■ Excerpted data
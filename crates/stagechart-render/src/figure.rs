use serde::{Deserialize, Serialize};
use stagechart_core::geom::{Bounds, Rect, Size, Transform, data_to_pixel_transform, point};

/// Axes placement as fractions of the figure (origin at the bottom-left).
#[derive(Debug, Clone, Copy, PartialEq, Serialize, Deserialize)]
pub struct AxesRect {
    pub left: f64,
    pub bottom: f64,
    pub right: f64,
    pub top: f64,
}

impl Default for AxesRect {
    fn default() -> Self {
        Self {
            left: 0.125,
            bottom: 0.11,
            right: 0.9,
            top: 0.88,
        }
    }
}

impl AxesRect {
    pub fn full() -> Self {
        Self {
            left: 0.0,
            bottom: 0.0,
            right: 1.0,
            top: 1.0,
        }
    }
}

/// Physical figure size and resolution.
#[derive(Debug, Clone, Copy, PartialEq, Serialize, Deserialize)]
pub struct Figure {
    pub width_in: f64,
    pub height_in: f64,
    pub dpi: f64,
    pub axes: AxesRect,
}

impl Default for Figure {
    fn default() -> Self {
        Self {
            width_in: 9.0,
            height_in: 12.0,
            dpi: 100.0,
            axes: AxesRect::default(),
        }
    }
}

impl Figure {
    pub fn width_px(&self) -> f64 {
        self.width_in * self.dpi
    }

    pub fn height_px(&self) -> f64 {
        self.height_in * self.dpi
    }

    pub fn pt_to_px(&self, pt: f64) -> f64 {
        pt * self.dpi / 72.0
    }

    /// The axes area in pixels, origin at the top-left of the figure.
    pub fn axes_px(&self) -> Rect {
        let w = self.width_px();
        let h = self.height_px();
        Rect::new(
            point(self.axes.left * w, (1.0 - self.axes.top) * h),
            Size::new(
                (self.axes.right - self.axes.left) * w,
                (self.axes.top - self.axes.bottom) * h,
            ),
        )
    }

    pub fn data_transform(&self, bounds: &Bounds) -> Transform {
        data_to_pixel_transform(bounds, &self.axes_px())
    }

    /// Pixels per data unit along x and y.
    pub fn scale(&self, bounds: &Bounds) -> (f64, f64) {
        let axes = self.axes_px();
        (
            axes.size.width / bounds.width(),
            axes.size.height / bounds.height(),
        )
    }
}

#[cfg(test)]
mod tests {
    use super::*;

    #[test]
    fn transform_flips_y_into_axes_rect() {
        let fig = Figure {
            axes: AxesRect::full(),
            ..Figure::default()
        };
        let bounds = Bounds {
            min_x: 0.0,
            min_y: 0.0,
            max_x: 9.0,
            max_y: 12.0,
        };
        let t = fig.data_transform(&bounds);
        let top_left = t.transform_point(point(0.0, 12.0));
        let bottom_right = t.transform_point(point(9.0, 0.0));
        assert!((top_left.x - 0.0).abs() < 1e-9 && (top_left.y - 0.0).abs() < 1e-9);
        assert!((bottom_right.x - 900.0).abs() < 1e-9);
        assert!((bottom_right.y - 1200.0).abs() < 1e-9);
    }

    #[test]
    fn default_axes_leave_subplot_margins() {
        let axes = Figure::default().axes_px();
        assert!((axes.origin.x - 112.5).abs() < 1e-9);
        assert!((axes.origin.y - 144.0).abs() < 1e-9);
        assert!((axes.size.width - 697.5).abs() < 1e-9);
        assert!((axes.size.height - 924.0).abs() < 1e-9);
    }

    #[test]
    fn points_scale_with_dpi() {
        let fig = Figure {
            dpi: 72.0,
            ..Figure::default()
        };
        assert_eq!(fig.pt_to_px(10.0), 10.0);
    }
}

■ Requirement
Wherever the word "AxesRect" turns up in the material, copy the whole line.

■ Task response
pub struct AxesRect {
impl Default for AxesRect {
impl AxesRect {
    pub axes: AxesRect,
            axes: AxesRect::default(),
            axes: AxesRect::full(),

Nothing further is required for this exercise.